Fintech calls the question: Different rules for digital and traditional banking?
It is the greatest magic trick in modern history. A string of fintech and crypto companies across the globe collapse and seemingly lose track of billions of dollars, but the blinding glow of technology continues to mesmerize everyone to the risks. The contrast in the financial services industry is stark. Banks are not permitted to budge without extensive regulatory approvals and oversight, but financial technology companies can introduce new forms of money and payments systems with far less regulatory review. It raises a fundamental question: Should the United States continue to regulate financial services based on what companies call themselves rather than what they actually do?
Technology has managed to acquire a Teflon veneer because of its sense of inevitability. There is no more over-used word in government and private sector reports evaluating technology these days than “innovation.” Innovation is indeed a pillar of dynamic economies, but it isn’t a shield that obscures issues that require thoughtful consideration. Just because technology has the ability to take a picture of our homes from space, collect information about us and dissect it thousands of different ways, it does not mean that these are lawful or appropriate intrusions into our lives. Yet, by the time such questions are asked, there seems to be a collective throwing up of hands because the world has moved on as practices become a fait accompli. The horse is often long gone from the barn by the time someone asks for a legal opinion determining who owns it.

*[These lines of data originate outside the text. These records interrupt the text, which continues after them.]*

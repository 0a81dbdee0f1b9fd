//! Exhaustive depth-first search using branch-and-bound.
//!
//! The engine walks the crossing tree with a single mutable node that is
//! updated by apply/undo deltas in strict LIFO order. Pruning never removes
//! an optimal path:
//! - a branch whose running total exceeds the best goal total is cut
//! - a goal with a total equal to the best is kept as another solution
//! - a non-goal node whose total equals the best is cut (durations are
//!   positive, so it can only get worse)
//! - a branch that revisits a bank partition already on the current path
//!   is cut; the loop between the two visits only adds time, so this also
//!   covers repeated (partition, accumulated time) pairs and bounds the depth
//! - a branch whose running total would not fit in a `u64` is cut
//!
//! Logging levels:
//! - **INFO**: search start/end with solution count and node totals
//! - **DEBUG**: every strict improvement of the best total
//! - **TRACE**: node expansions

use std::collections::HashSet;

use rivercross_core::{AccumulatedTime, BankState, Crossing, CrossingPath, HorseSet};
use tracing::{debug, info, trace};

use crate::aggregator::{aggregate, SolutionSet};
use crate::incumbent::{Incumbent, Offer, SharedBound};
use crate::movegen::MoveGenerator;
use crate::solution::Solution;
use crate::stats::SearchStats;
use crate::validator::CrossingValidator;

/// Final result of a search run.
#[derive(Debug, Clone)]
pub struct SearchOutcome {
    /// Optimal solutions in discovery order.
    pub solutions: SolutionSet,
    /// Counters collected during the run.
    pub stats: SearchStats,
}

impl SearchOutcome {
    /// Returns the number of optimal solutions.
    pub fn num_of_solutions(&self) -> usize {
        self.solutions.num_of_solutions()
    }

    /// Returns the optimal total time, if any solution exists.
    pub fn best_total(&self) -> Option<u64> {
        self.solutions.best_total()
    }
}

/// Depth-first branch-and-bound search over crossing sequences.
///
/// # Type Parameters
/// * `V` - The validator deciding stamina admissibility
///
/// # Example
///
/// ```
/// use rivercross_core::Herd;
/// use rivercross_solver::{MoveGenerator, SearchEngine, Unconstrained};
///
/// let herd = Herd::from_durations(vec![1, 2, 5, 10]).unwrap();
/// let engine = SearchEngine::new(MoveGenerator::new(&herd, 2), Unconstrained);
///
/// let outcome = engine.solve();
/// assert_eq!(outcome.best_total(), Some(17));
/// ```
#[derive(Debug)]
pub struct SearchEngine<'h, V> {
    generator: MoveGenerator<'h>,
    validator: V,
}

impl<'h, V: CrossingValidator> SearchEngine<'h, V> {
    /// Creates an engine from a move generator and a validator.
    pub fn new(generator: MoveGenerator<'h>, validator: V) -> Self {
        Self {
            generator,
            validator,
        }
    }

    /// Returns the move generator.
    pub fn generator(&self) -> &MoveGenerator<'h> {
        &self.generator
    }

    /// Returns the validator.
    pub fn validator(&self) -> &V {
        &self.validator
    }

    /// Runs the search to exhaustion on the calling thread.
    pub fn solve(&self) -> SearchOutcome {
        let herd = self.generator.herd();
        info!(
            event = "solve_start",
            horse_count = herd.len(),
            group_limit = self.generator.group_limit(),
            parallel = false,
        );

        let mut worker = Worker::new(herd.len(), None);
        worker.stats.start();
        worker.explore(self);
        worker.stats.finish();

        let (best, raw) = worker.incumbent.into_parts();
        let outcome = SearchOutcome {
            solutions: aggregate(best, raw),
            stats: worker.stats,
        };
        log_solve_end(&outcome);
        outcome
    }

    /// Explores the subtree below one root crossing.
    ///
    /// Used by the parallel split; the worker prunes against `shared` as
    /// well as its own incumbent.
    pub(crate) fn explore_root_crossing(
        &self,
        crossing: Crossing,
        shared: &SharedBound,
    ) -> (Incumbent, SearchStats) {
        let mut worker = Worker::new(self.generator.herd().len(), Some(shared));
        worker.descend(self, crossing);
        (worker.incumbent, worker.stats)
    }
}

pub(crate) fn log_solve_end(outcome: &SearchOutcome) {
    let stats = &outcome.stats;
    info!(
        event = "solve_end",
        solutions = outcome.num_of_solutions(),
        best_total = outcome.best_total().unwrap_or(0),
        nodes = stats.nodes_explored,
        bound_prunings = stats.bound_prunings,
        stamina_rejections = stats.stamina_rejections,
        duration_ms = stats.elapsed().as_millis() as u64,
    );
}

/// The single mutable search node: bank partition, per-horse times,
/// running total and the path leading here.
#[derive(Debug)]
struct Node {
    state: BankState,
    time: AccumulatedTime,
    total: u64,
    path: CrossingPath,
    visited: HashSet<BankState>,
}

impl Node {
    fn root(herd_size: usize) -> Self {
        let state = BankState::initial(herd_size);
        let time = AccumulatedTime::new(herd_size);
        let mut visited = HashSet::new();
        visited.insert(state);
        Self {
            state,
            time,
            total: 0,
            path: Vec::new(),
            visited,
        }
    }

    #[inline]
    fn apply(&mut self, crossing: Crossing, members: HorseSet) {
        let duration = crossing.duration();
        self.state.cross(members);
        self.time.add(members, duration);
        self.total += duration;
        self.path.push(crossing);
        debug_assert!(self.state.is_partition_valid());
    }

    #[inline]
    fn undo(&mut self, members: HorseSet) {
        let crossing = self.path.pop();
        debug_assert!(crossing.is_some());
        let duration = crossing.map_or(0, |c| c.duration());
        self.total -= duration;
        self.time.sub(members, duration);
        self.state.undo(members);
    }

    fn solution(&self) -> Solution {
        Solution::new(self.path.clone(), self.time.as_slice().to_vec())
    }
}

/// Search state owned by one thread: the node, its incumbent and counters.
struct Worker<'s> {
    node: Node,
    incumbent: Incumbent,
    stats: SearchStats,
    shared: Option<&'s SharedBound>,
}

impl<'s> Worker<'s> {
    fn new(herd_size: usize, shared: Option<&'s SharedBound>) -> Self {
        Self {
            node: Node::root(herd_size),
            incumbent: Incumbent::new(),
            stats: SearchStats::default(),
            shared,
        }
    }

    #[inline]
    fn bound(&self) -> u64 {
        let local = self.incumbent.bound();
        match self.shared {
            Some(shared) => shared.tighten(local),
            None => local,
        }
    }

    fn explore<V: CrossingValidator>(&mut self, engine: &SearchEngine<'_, V>) {
        let depth = self.node.path.len();
        self.stats.record_node(depth);
        trace!(event = "node", depth = depth, total = self.node.total);

        for crossing in engine.generator.generate(&self.node.state) {
            self.stats.record_move();
            self.descend(engine, crossing);
        }
    }

    fn descend<V: CrossingValidator>(&mut self, engine: &SearchEngine<'_, V>, crossing: Crossing) {
        if !engine.validator.admits(&crossing, &self.node.time) {
            self.stats.record_stamina_rejection();
            return;
        }

        let Some(total) = self.node.total.checked_add(crossing.duration()) else {
            self.stats.record_bound_pruning();
            return;
        };
        if total > self.bound() {
            self.stats.record_bound_pruning();
            return;
        }

        let members = crossing.mask();
        self.node.apply(crossing, members);

        if self.node.state.is_goal() {
            self.reach_goal(total);
        } else if total >= self.bound() {
            self.stats.record_bound_pruning();
        } else {
            let state = self.node.state;
            if self.node.visited.insert(state) {
                self.explore(engine);
                self.node.visited.remove(&state);
            } else {
                self.stats.record_cycle_pruning();
            }
        }

        self.node.undo(members);
    }

    fn reach_goal(&mut self, total: u64) {
        let node = &self.node;
        let offer = self.incumbent.offer(total, || node.solution());
        self.stats.record_goal(offer == Offer::Improved);

        match offer {
            Offer::Improved => {
                debug!(
                    event = "new_best",
                    total = total,
                    crossings = node.path.len(),
                    nodes = self.stats.nodes_explored,
                );
                if let Some(shared) = self.shared {
                    shared.publish(total);
                }
            }
            Offer::Tied => {
                trace!(event = "tied_best", total = total, crossings = node.path.len());
            }
            Offer::Rejected => {}
        }
    }
}

#[cfg(test)]
mod tests {
    use super::*;
    use crate::validator::{StaminaValidator, Unconstrained};
    use rivercross_config::StaminaMode;
    use rivercross_core::{Bank, Direction, Herd};

    fn labels(herd: &Herd, solution: &Solution) -> Vec<Vec<String>> {
        solution.path_labels(herd)
    }

    #[test]
    fn test_two_horses_cross_together() {
        let herd = Herd::from_durations(vec![1, 2]).unwrap();
        let engine = SearchEngine::new(MoveGenerator::new(&herd, 2), Unconstrained);
        let outcome = engine.solve();

        assert_eq!(outcome.num_of_solutions(), 1);
        let solution = &outcome.solutions.solutions()[0];
        assert_eq!(solution.total_time(), 2);
        assert_eq!(solution.horses_time_spent(), &[2, 2]);
        assert_eq!(labels(&herd, solution), vec![vec!["A", "B"]]);
    }

    #[test]
    fn test_classic_bridge_total() {
        let herd = Herd::from_durations(vec![1, 2, 5, 10]).unwrap();
        let engine = SearchEngine::new(MoveGenerator::new(&herd, 2), Unconstrained);
        let outcome = engine.solve();

        assert_eq!(outcome.best_total(), Some(17));
        assert_eq!(outcome.num_of_solutions(), 2);
        for solution in outcome.solutions.iter() {
            assert_eq!(solution.len(), 5);
            for crossing in solution.path() {
                if crossing.direction() == Direction::Return {
                    assert!(crossing.duration() <= 2);
                }
            }
        }
    }

    #[test]
    fn test_single_horse_rides_alone() {
        let herd = Herd::from_durations(vec![4]).unwrap();
        let engine = SearchEngine::new(MoveGenerator::new(&herd, 2), Unconstrained);
        let outcome = engine.solve();

        assert_eq!(outcome.best_total(), Some(4));
        assert_eq!(outcome.solutions.solutions()[0].len(), 1);
    }

    #[test]
    fn test_stamina_below_slowest_has_no_solution() {
        let herd = Herd::from_durations(vec![1, 2, 5, 10]).unwrap();
        let validator = StaminaValidator::new(Some(9), StaminaMode::Cumulative);
        let engine = SearchEngine::new(MoveGenerator::new(&herd, 2), validator);
        let outcome = engine.solve();

        assert_eq!(outcome.num_of_solutions(), 0);
        assert_eq!(outcome.best_total(), None);
        assert!(outcome.stats.stamina_rejections > 0);
    }

    #[test]
    fn test_stamina_limit_is_inclusive() {
        // Both optimal schedules leave the slowest horses at exactly 10.
        let herd = Herd::from_durations(vec![1, 2, 5, 10]).unwrap();
        let validator = StaminaValidator::new(Some(10), StaminaMode::Cumulative);
        let outcome = SearchEngine::new(MoveGenerator::new(&herd, 2), validator).solve();

        assert_eq!(outcome.best_total(), Some(17));
        assert_eq!(outcome.num_of_solutions(), 2);
        for solution in outcome.solutions.iter() {
            assert!(solution.horses_time_spent().iter().all(|&spent| spent <= 10));
        }
    }

    #[test]
    fn test_returner_stamina_blocks_three_horse_schedule() {
        // Whoever shuttles back pays 4 + 1 + 1 = 6.
        let herd = Herd::from_durations(vec![1, 1, 4]).unwrap();
        let free = SearchEngine::new(MoveGenerator::new(&herd, 2), Unconstrained).solve();
        assert_eq!(free.best_total(), Some(6));

        let tight = StaminaValidator::new(Some(5), StaminaMode::Cumulative);
        let limited = SearchEngine::new(MoveGenerator::new(&herd, 2), tight).solve();
        assert_eq!(limited.num_of_solutions(), 0);
    }

    #[test]
    fn test_goal_is_never_followed_by_a_return() {
        let herd = Herd::from_durations(vec![2, 3, 7]).unwrap();
        let outcome = SearchEngine::new(MoveGenerator::new(&herd, 2), Unconstrained).solve();

        for solution in outcome.solutions.iter() {
            let last = solution.path().last().unwrap();
            assert_eq!(last.direction().target(), Bank::Destination);
        }
    }

    #[test]
    fn test_node_apply_undo_restores_root() {
        let herd = Herd::from_durations(vec![1, 2, 5]).unwrap();
        let mut node = Node::root(3);
        let before = (node.state, node.time.clone());

        let generator = MoveGenerator::new(&herd, 2);
        let first = generator.generate(&node.state).next().unwrap();
        let members = first.mask();
        node.apply(first, members);
        assert_eq!(node.total, 2);
        assert_eq!(node.path.len(), 1);

        node.undo(members);
        assert_eq!((node.state, node.time.clone()), before);
        assert_eq!(node.total, 0);
        assert!(node.path.is_empty());
    }

    #[test]
    fn test_stats_are_populated() {
        let herd = Herd::from_durations(vec![1, 2, 5, 10]).unwrap();
        let outcome = SearchEngine::new(MoveGenerator::new(&herd, 2), Unconstrained).solve();
        let stats = &outcome.stats;

        assert!(stats.nodes_explored > 1);
        assert!(stats.moves_generated >= stats.nodes_explored - 1);
        assert!(stats.goals_reached >= 2);
        assert!(stats.improvements >= 1);
        assert!(stats.max_depth >= 4);
    }

    #[test]
    fn test_totals_beyond_u64_are_cut() {
        let huge = i64::MAX as u64;

        // Two crossings fit, the third would not.
        let trio = Herd::from_durations(vec![huge; 3]).unwrap();
        let outcome = SearchEngine::new(MoveGenerator::new(&trio, 2), Unconstrained).solve();
        assert_eq!(outcome.num_of_solutions(), 0);
        assert!(outcome.stats.bound_prunings > 0);

        let pair = Herd::from_durations(vec![1, huge]).unwrap();
        let outcome = SearchEngine::new(MoveGenerator::new(&pair, 2), Unconstrained).solve();
        assert_eq!(outcome.best_total(), Some(huge));
    }
}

The innovation that technology can create should be encouraged, but its novelty should not automatically make it immune from conformity to traditional concepts of financial safety and soundness. Indeed, when it comes to financial services, perhaps fintech products and delivery channels would be better under the regulatory umbrella enjoying its benefits and adhering to the responsibilities that are imposed on those who handle other people’s money. The problem is that technology is underscoring how broken and obsolete the current system of financial regulation is.
Congress needs to drag itself into the 21st century and evaluate in the clarity of today’s light what types of financial companies should be prudentially regulated and to what degree, whether they are commercial banks, S&Ls, mortgage bankers, investment companies, fintechs or asset managers. Prudential regulation should no longer be determined simply according to whether a company is an FDIC-insured bank.
In the 1930s, when the basic structure of financial regulation was established, it made sense because banks controlled 95 percent of the flow of the country’s economic dollars. Measuring the market today simply by the total bank deposits and assets under management with mutual funds, money market funds, hedge funds and private equity funds, banks now control less than 40 percent of those dollars.
In short, even before considering the growing impact of fintech companies, policymakers now devote the vast majority of their regulatory resources to overseeing the safety and soundness of entities that make a little more than a third of the country’s financial services system.
The inconsistencies in the system are glaring when it comes to fintechs, cryptocurrencies and other digitally-based companies. Federal and state laws scrupulously control who can own as little as 10 percent of a commercial bank’s equity simply because such investors might influence its decisions.
Such concerns appear to be irrelevant in the fintech world. No authority regulates or limits those that mine more than $250 billion of cryptocurrencies around the globe, notwithstanding reports indicating that almost 50 percent of some are mined in China.
Banks are subject to stringent capital, liquidity and reserve requirements overseen by multiple federal and state regulators. Non-bank companies can register or license similar financial services with little or no such prudential oversight.
If financial regulation has a purpose, and I believe that it does, it needs to be responsive to the state of financial markets. When only a portion of the financial risks in the economy are being regulated, events like the 2008 financial crisis are easily understood. Such approaches incentivize the most severe financial risks to migrate to unregulated sectors of the economy where regulators are less likely to be watching.
As long as the country maintains such an illogical and ineffective system of financial oversight, it will continue to experience catastrophic collapses of the economy. Indeed, large financial players are increasingly appreciating that the greater the risks taken, the more successful they will be in the short term, while the government will bail the economy and them out in any long-term financial meltdown.
Politics, administrative bureaucracies, money and inertia all play a role in maintaining this status quo. But the advancement of fintech and new technologies such as artificial intelligence, Cloud computing and eventually quantum computing are shoving fundamental questions directly into our faces and challenging us to develop more effective and equitable forms or financial regulation. We ignore this opportunity at our peril.
I have been an advocate of financial advancements through technology for more than 40 years. Fintech has indeed created dynamic ways to deliver financial services, many of which are now peer-to-peer verification systems that do not require trusted intermediaries such as banks. But they are not necessarily less systemically threatening. A smart rebalancing of all financial regulation would both turbo charge innovation by putting competitors on a leveler playing field and ensure greater economic stability. We should tip our hats to technology for underscoring how much the regulation of financial services is in need of renovation.
Thomas P. Vartanian is a former bank regulator and financial services lawyer. He is the executive director and a professor of law of the Program on Financial Regulation & Technology at George Mason University’s Antonin Scalia Law School. His book on financial crisis will be published in early 2021.